Intracellular part of IL-17 receptors consists of several structural domains including SEFIR motif, a highly conserved motif within IL-17R family. Although SEFIR motif also serves as signaling molecule in IL-1R or Toll-like receptor families, its signaling features and associated adaptor molecules are quite different in IL-17 receptor family. In case of IL-17RA, it has a longer cytoplasmic tail which contains some additional structural domains, such as TILL domain ("TIR-like loop") or inhibitory CBAD domain ("C/EBPβ-activation domain").

== Expression and regulation ==
IL-17RA has been observed at high levels in various tissues such as haematopoietic, bone marrow, thymus, and spleen tissue. IL-17RA is also normally found at low levels in colon, small intestine, and lung tissues. IL-17RA is expressed in CD8+ T cells, and upregulated by IL-15 and IL-21. IL-17RA may be internalised after binding IL-17A.

IL-17RB is highly expressed in the kidney, liver and Th2 cells and its overexpression promotes triggering of Th2 immune response.

IL-17RC expression is low in haematopoietic tissues and high in non-immune cells of the prostate, liver, kidney, thyroid and joints.

Another family subunit IL-17RE is highly expressed in Th17 cells.

== Function ==
Signaling via IL-17R protects our body against several bacterial and fungal infections caused by invading pathogens, especially against Candida albicans. Binding of proinflammatory cytokin IL-17A to IL-17 receptor causes important conformational changes that enable binding of signaling adaptors, such as Act1 or TRAF proteins. Binding of these signaling adaptors triggers activation of several signaling pathways, including NF-κB, pathways of MAPKs (mitogen-activated protein kinases) or C/EBPs pathway. Activation of these pathways results in expression and production of inflammatory cytokines such as TNFα or IL-1β, chemokines, which drive infiltration of macrophages and antimicrobial products, for example defensins and mucins. All these products contribute to the development of inflammation and elimination of various foreign pathogens. Patients with impaired IL-17R signaling suffer from yeast infections, such as CMC (chronic mucocutaneous candidiasis), or respiratory infections.
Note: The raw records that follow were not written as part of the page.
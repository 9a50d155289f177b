//! LLM Port: text generation with timeout, bounded retry, and fallback.
//!
//! [`LlmPort`] is the trait the Dialog Engine programs against. The default
//! implementation, [`OllamaLlmPort`], targets a local Ollama-compatible HTTP
//! endpoint (`POST {base_url}/api/generate`) and applies the retry/timeout/
//! fallback policy itself rather than leaning on a wrapper, treating those
//! as properties of the port.

use std::time::Duration;

use async_trait::async_trait;
use serde::{Deserialize, Serialize};
use serde_json::json;
use tokio_util::sync::CancellationToken;
use tracing::{debug, info, warn};

use tutor_config::LlmConfig;

/// Sampling/generation knobs passed through to the backend, if it supports them.
#[derive(Debug, Clone, Default, Serialize, Deserialize)]
pub struct GenerationOptions {
    pub temperature: Option<f32>,
    pub max_tokens: Option<u32>,
}

/// A single generation request.
#[derive(Debug, Clone)]
pub struct GenerationRequest {
    pub prompt: String,
    pub system: Option<String>,
    pub options: GenerationOptions,
}

impl GenerationRequest {
    pub fn new(prompt: impl Into<String>) -> Self {
        Self {
            prompt: prompt.into(),
            system: None,
            options: GenerationOptions::default(),
        }
    }

    pub fn with_system(mut self, system: impl Into<String>) -> Self {
        self.system = Some(system.into());
        self
    }
}

/// Provenance attached to every generation, degraded or not.
#[derive(Debug, Clone)]
pub struct GenerationProvenance {
    pub model: String,
    pub input_tokens: Option<u64>,
    pub output_tokens: Option<u64>,
    pub elapsed: Duration,
}

/// Result of a `generate` call.
///
/// `error` is `Some(..)` exactly when the port fell through to its fallback
/// text — the Dialog Engine must still treat the turn as completed, but may
/// want to log or surface the degradation.
#[derive(Debug, Clone)]
pub struct GenerationResponse {
    pub text: String,
    pub provenance: GenerationProvenance,
    pub error: Option<String>,
}

impl GenerationResponse {
    pub fn is_degraded(&self) -> bool {
        self.error.is_some()
    }
}

/// Errors a backend can report to the retry/fallback layer.
///
/// Only [`LlmError::Transport`] and [`LlmError::Timeout`] are retryable;
/// [`LlmError::ModelMissing`] is surfaced immediately, never retried, and
/// never papered over by the fallback policy.
#[derive(Debug, Clone, thiserror::Error)]
pub enum LlmError {
    #[error("transport failure: {0}")]
    Transport(String),
    #[error("generation timed out after {0:?}")]
    Timeout(Duration),
    #[error("model not found: {0}")]
    ModelMissing(String),
}

impl LlmError {
    fn is_retryable(&self) -> bool {
        matches!(self, LlmError::Transport(_) | LlmError::Timeout(_))
    }
}

/// Abstracts text generation so the Dialog Engine never talks to an HTTP
/// client directly.
///
/// `cancel` is the request-scoped cancellation token threaded through the
/// pipeline. A port should race its underlying call against
/// `cancel.cancelled()` and report a cancellation as [`LlmError::Transport`]
/// so the retry/fallback policy treats it exactly like any other transport
/// failure.
#[async_trait]
pub trait LlmPort: Send + Sync {
    async fn generate(
        &self,
        request: GenerationRequest,
        cancel: CancellationToken,
    ) -> Result<GenerationResponse, LlmError>;
}

/// Default [`LlmPort`] backed by a local Ollama-compatible inference server.
///
/// Wire shape: request is
/// `{model, prompt, system?, options, stream: false}`, response carries
/// `{response, model, done, prompt_eval_count, eval_count}`. A 404 from the
/// endpoint means the configured model name doesn't exist there and maps to
/// [`LlmError::ModelMissing`] — never retried.
pub struct OllamaLlmPort {
    client: reqwest::Client,
    config: LlmConfig,
}

impl OllamaLlmPort {
    pub fn new(config: LlmConfig) -> Self {
        Self {
            client: reqwest::Client::new(),
            config,
        }
    }

    fn endpoint(&self) -> String {
        format!("{}/api/generate", self.config.base_url.trim_end_matches('/'))
    }

    async fn attempt(
        &self,
        request: &GenerationRequest,
        cancel: &CancellationToken,
    ) -> Result<GenerationResponse, LlmError> {
        let started = std::time::Instant::now();
        let payload = json!({
            "model": self.config.model,
            "prompt": request.prompt,
            "system": request.system,
            "options": request.options,
            "stream": false,
        });

        let call = self
            .client
            .post(self.endpoint())
            .json(&payload)
            .timeout(Duration::from_secs(self.config.timeout_seconds));

        let response = tokio::select! {
            result = call.send() => result.map_err(|error| {
                if error.is_timeout() {
                    LlmError::Timeout(Duration::from_secs(self.config.timeout_seconds))
                } else {
                    LlmError::Transport(error.to_string())
                }
            })?,
            _ = cancel.cancelled() => return Err(LlmError::Transport("cancelled".to_string())),
        };

        let status = response.status();
        if status.as_u16() == 404 {
            return Err(LlmError::ModelMissing(self.config.model.clone()));
        }
        if status.is_server_error() {
            return Err(LlmError::Transport(format!("server error: {status}")));
        }
        if !status.is_success() {
            return Err(LlmError::Transport(format!("unexpected status: {status}")));
        }

        let body: OllamaGenerateResponse = response
            .json()
            .await
            .map_err(|error| LlmError::Transport(error.to_string()))?;

        Ok(GenerationResponse {
            text: body.response,
            provenance: GenerationProvenance {
                model: body.model,
                input_tokens: body.prompt_eval_count,
                output_tokens: body.eval_count,
                elapsed: started.elapsed(),
            },
            error: None,
        })
    }

    fn fallback_response(&self, reason: &str) -> GenerationResponse {
        GenerationResponse {
            text: self.config.fallback_text.clone(),
            provenance: GenerationProvenance {
                model: self.config.model.clone(),
                input_tokens: None,
                output_tokens: None,
                elapsed: Duration::ZERO,
            },
            error: Some(reason.to_string()),
        }
    }
}

#[derive(Debug, Deserialize)]
struct OllamaGenerateResponse {
    response: String,
    #[serde(default)]
    model: String,
    #[serde(default)]
    #[allow(dead_code)]
    done: bool,
    #[serde(default)]
    prompt_eval_count: Option<u64>,
    #[serde(default)]
    eval_count: Option<u64>,
}

#[async_trait]
impl LlmPort for OllamaLlmPort {
    async fn generate(
        &self,
        request: GenerationRequest,
        cancel: CancellationToken,
    ) -> Result<GenerationResponse, LlmError> {
        if cancel.is_cancelled() {
            return Err(LlmError::Transport("cancelled".to_string()));
        }

        let mut last_error = None;

        for attempt in 0..=self.config.max_retries {
            match self.attempt(&request, &cancel).await {
                Ok(response) => {
                    debug!(attempt, model = %self.config.model, "llm generation succeeded");
                    return Ok(response);
                }
                Err(error @ LlmError::ModelMissing(_)) => {
                    warn!(error = %error, "llm model missing — not retrying");
                    return Err(error);
                }
                Err(error) if !error.is_retryable() => return Err(error),
                Err(error) => {
                    warn!(attempt, max = self.config.max_retries, error = %error, "llm transport failure");
                    last_error = Some(error);
                }
            }
            if cancel.is_cancelled() {
                last_error = Some(LlmError::Transport("cancelled".to_string()));
                break;
            }
        }

        let reason = last_error
            .map(|e| e.to_string())
            .unwrap_or_else(|| "exhausted retries".to_string());

        if self.config.enable_fallback {
            info!(reason = %reason, "llm falling back to degraded response");
            Ok(self.fallback_response(&reason))
        } else {
            Err(LlmError::Transport(reason))
        }
    }
}

/// Deterministic test double: returns scripted text or a fixed failure.
#[derive(Debug, Default)]
pub struct FakeLlmPort {
    pub responses: std::sync::Mutex<std::collections::VecDeque<String>>,
    pub fail: bool,
    pub fallback_text: String,
    pub hard_error: Option<LlmErrorKind>,
}

/// Cloneable stand-in for [`LlmError`], since the fake port needs to return
/// the same error repeatedly and `LlmError` itself isn't `Clone`.
#[derive(Debug, Clone)]
pub enum LlmErrorKind {
    ModelMissing(String),
}

impl From<LlmErrorKind> for LlmError {
    fn from(kind: LlmErrorKind) -> Self {
        match kind {
            LlmErrorKind::ModelMissing(model) => LlmError::ModelMissing(model),
        }
    }
}

impl FakeLlmPort {
    pub fn with_responses(responses: impl IntoIterator<Item = impl Into<String>>) -> Self {
        Self {
            responses: std::sync::Mutex::new(responses.into_iter().map(Into::into).collect()),
            fail: false,
            fallback_text: String::new(),
            hard_error: None,
        }
    }

    pub fn always_fails_with_fallback(fallback_text: impl Into<String>) -> Self {
        Self {
            responses: std::sync::Mutex::new(Default::default()),
            fail: true,
            fallback_text: fallback_text.into(),
            hard_error: None,
        }
    }

    /// Always returns `error` as a hard `Err`, bypassing the fallback path
    /// entirely — used to exercise `LlmError::ModelMissing` propagation.
    pub fn always_fails_with(error: LlmErrorKind) -> Self {
        Self {
            responses: std::sync::Mutex::new(Default::default()),
            fail: false,
            fallback_text: String::new(),
            hard_error: Some(error),
        }
    }
}

#[async_trait]
impl LlmPort for FakeLlmPort {
    async fn generate(
        &self,
        _request: GenerationRequest,
        cancel: CancellationToken,
    ) -> Result<GenerationResponse, LlmError> {
        if cancel.is_cancelled() {
            return Err(LlmError::Transport("cancelled".to_string()));
        }

        if let Some(error) = &self.hard_error {
            return Err(error.clone().into());
        }

        if self.fail {
            return Ok(GenerationResponse {
                text: self.fallback_text.clone(),
                provenance: GenerationProvenance {
                    model: "fake".to_string(),
                    input_tokens: None,
                    output_tokens: None,
                    elapsed: Duration::ZERO,
                },
                error: Some("fake transport failure".to_string()),
            });
        }

        let mut responses = self.responses.lock().expect("fake llm port lock poisoned");
        let text = responses.pop_front().unwrap_or_default();
        Ok(GenerationResponse {
            text,
            provenance: GenerationProvenance {
                model: "fake".to_string(),
                input_tokens: None,
                output_tokens: None,
                elapsed: Duration::ZERO,
            },
            error: None,
        })
    }
}

#[cfg(test)]
mod tests {
    use super::*;

    #[tokio::test]
    async fn fake_port_returns_scripted_responses_in_order() {
        let port = FakeLlmPort::with_responses(["first", "second"]);
        let first = port.generate(GenerationRequest::new("hi"), CancellationToken::new()).await.unwrap();
        let second = port.generate(GenerationRequest::new("hi"), CancellationToken::new()).await.unwrap();
        assert_eq!(first.text, "first");
        assert_eq!(second.text, "second");
        assert!(!first.is_degraded());
    }

    #[tokio::test]
    async fn fake_port_always_fails_marks_degraded() {
        let port = FakeLlmPort::always_fails_with_fallback("sorry, unavailable");
        let response = port.generate(GenerationRequest::new("hi"), CancellationToken::new()).await.unwrap();
        assert!(response.is_degraded());
        assert_eq!(response.text, "sorry, unavailable");
    }

    #[tokio::test]
    async fn a_pre_cancelled_token_short_circuits_without_calling_the_backend() {
        let port = FakeLlmPort::with_responses(["should not be returned"]);
        let token = CancellationToken::new();
        token.cancel();
        let error = port.generate(GenerationRequest::new("hi"), token).await.unwrap_err();
        assert!(matches!(error, LlmError::Transport(reason) if reason == "cancelled"));
    }

    #[test]
    fn model_missing_is_not_retryable() {
        assert!(!LlmError::ModelMissing("llama3".into()).is_retryable());
        assert!(LlmError::Transport("refused".into()).is_retryable());
        assert!(LlmError::Timeout(Duration::from_secs(1)).is_retryable());
    }
}
use std::io::{self, BufRead, Write};

use anyhow::{Context, Result};
use clap::Parser;
use tracing_subscriber::EnvFilter;

use tutor_agent::{QuestionId, StudentId, StudentInput};
use tutor_config::TutoringConfig;
use tutor_runtime::TutoringService;

/// Manual end-to-end exercise of a tutoring session: reads one student
/// question up front, then one line of student input per turn from stdin,
/// printing the resulting tutor response until the student types "quit".
#[derive(Debug, Parser)]
#[command(name = "tutor-cli", version, about = "Drive a tutoring session from the terminal")]
struct Cli {
    /// Path to a TOML config file; falls back to defaults if absent.
    #[arg(long, default_value = "config/tutor.toml")]
    config: String,

    /// The question the student is working through.
    #[arg(long, default_value = "Solve for x: 3x + 5 = 20")]
    question: String,

    /// The standard (never shown to the student) solution.
    #[arg(long, default_value = "x = 5")]
    solution: String,

    /// Comma-separated required concepts for this question.
    #[arg(long, default_value = "linear_eq")]
    concepts: String,
}

#[tokio::main]
async fn main() -> Result<()> {
    tracing_subscriber::fmt()
        .with_env_filter(EnvFilter::from_default_env())
        .init();

    let cli = Cli::parse();
    let config = TutoringConfig::load_from(&cli.config).context("loading tutor config")?;
    let service = TutoringService::new(config);

    let required_concepts = cli
        .concepts
        .split(',')
        .map(str::trim)
        .filter(|c| !c.is_empty())
        .map(String::from)
        .collect();

    let start = service
        .start(
            QuestionId("demo-question".into()),
            StudentId("demo-student".into()),
            cli.question,
            cli.solution,
            required_concepts,
        )
        .await;

    println!("tutor> {}", start.initial_message);

    let stdin = io::stdin();
    let mut stdout = io::stdout();
    for line in stdin.lock().lines() {
        let line = line.context("reading stdin")?;
        let text = line.trim();
        if text.is_empty() {
            continue;
        }
        if text.eq_ignore_ascii_case("quit") {
            break;
        }

        let response = service
            .input(StudentInput {
                session_id: start.session_id.clone(),
                text: text.to_string(),
                audio_features: None,
            })
            .await?;

        println!("tutor> {}", response.text);
        if let Some(level) = response.hint_level {
            println!("       (hint level {level})");
        }
        if response.degraded {
            println!("       (degraded response — the model was unavailable)");
        }
        stdout.flush().ok();
    }

    let summary = service.end(&start.session_id).await?;
    println!(
        "\nsession ended: coverage={:.2} turns={} hints_used={}",
        summary.concept_coverage,
        summary.total_turns,
        summary.hints_used.len()
    );

    Ok(())
}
Apart from production of these inflammatory products de novo, signaling via IL-17R also promotes stabilization of already existent specific mRNA transcripts. This stabilization prolongs the half-life of mRNAs and prevents their quick degradation. Again, these mRNA transcripts predominantly encode proinflammatory cytokines or chemokines.

=== Pathology ===
Although IL-17R provides crucial protection against a variety of microbial infections in humans, it must be very strictly regulated. Immoderate and undue activation of IL-17R by IL-17A results in development of several autoimmune diseases, specifically psoriasis or rheumatoid arthritis.

== Clinical significance ==
These days, several monoclonal antibodies neutralizing IL-17A have potential for the treatment of autoimmune diseases in humans, such as plaque psoriasis. Majority of these monoclonal antibodies are humanized IgG1. This therapy may also be soon used for protection against periodontal bone loss as it is currently being tested in mice. IL-17RA has been observed at high levels in people undergoing treatment for cardiac fibroblasts and in certain tissues such as: haematopoietic, bone marrow, thymus, and spleen tissue.

===As therapy targets===
Approved anti-IL-17(R) drugs include: Brodalumab (Siliq), an antibody targeting IL-17 receptor is approved for the treatment of psoriasis. Ixekizumab and secukinumab approved for plaque psoriasis are antibodies which target IL-17A itself rather than the receptor.